PROBLEM DETAILS. Starting at the top of the entries below, print each line exactly until the line with "pub fn invalid_argument(message: impl" has been printed too.

(Stored data entries)
//! Cloud resource error types

use thiserror::Error;

/// Errors raised by the reconciliation core and its providers
#[derive(Error, Debug)]
pub enum CloudError {
    /// Transport or API failure reported by a backend. Never retried here.
    #[error("Backend error: {0}")]
    Backend(String),

    #[error("Invalid argument: {0}")]
    InvalidArgument(String),

    #[error("Internal Error: {0}")]
    Internal(String),

    #[error("Unsupported: {0}")]
    Unsupported(String),

    /// A lifecycle sub-step failed. Earlier steps of the same call are not rolled back.
    #[error("{step} failed: {source}")]
    StepFailed {
        step: String,
        #[source]
        source: Box<CloudError>,
    },
}

impl CloudError {
    pub fn backend(message: impl Into<String>) -> Self {
        CloudError::Backend(message.into())
    }

    pub fn invalid_argument(message: impl Into<String>) -> Self {
        CloudError::InvalidArgument(message.into())
    }

    /// Wrap this error with the name of the lifecycle step that produced it
    pub fn in_step(self, step: impl Into<String>) -> Self {
        CloudError::StepFailed {
            step: step.into(),
            source: Box::new(self),
        }
    }

    /// The innermost error, skipping step context
    pub fn root(&self) -> &CloudError {
        match self {
            CloudError::StepFailed { source, .. } => source.root(),
            other => other,
        }
    }

    pub fn is_backend(&self) -> bool {
        matches!(self.root(), CloudError::Backend(_))
    }

    pub fn is_invalid_argument(&self) -> bool {
        matches!(self.root(), CloudError::InvalidArgument(_))
    }
}

pub type Result<T> = std::result::Result<T, CloudError>;

/// Attach a step name to the error of a lifecycle sub-step
pub trait StepContext<T> {
    fn step(self, step: impl FnOnce() -> String) -> Result<T>;
}

impl<T> StepContext<T> for Result<T> {
    fn step(self, step: impl FnOnce() -> String) -> Result<T> {
        self.map_err(|e| e.in_step(step()))
    }
}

RESULT.
//! Cloud resource error types

use thiserror::Error;

/// Errors raised by the reconciliation core and its providers
#[derive(Error, Debug)]
pub enum CloudError {
    /// Transport or API failure reported by a backend. Never retried here.
    #[error("Backend error: {0}")]
    Backend(String),

    #[error("Invalid argument: {0}")]
    InvalidArgument(String),

    #[error("Internal Error: {0}")]
    Internal(String),

    #[error("Unsupported: {0}")]
    Unsupported(String),

    /// A lifecycle sub-step failed. Earlier steps of the same call are not rolled back.
    #[error("{step} failed: {source}")]
    StepFailed {
        step: String,
        #[source]
        source: Box<CloudError>,
    },
}

impl CloudError {
    pub fn backend(message: impl Into<String>) -> Self {
        CloudError::Backend(message.into())
    }

    pub fn invalid_argument(message: impl Into<String>) -> Self {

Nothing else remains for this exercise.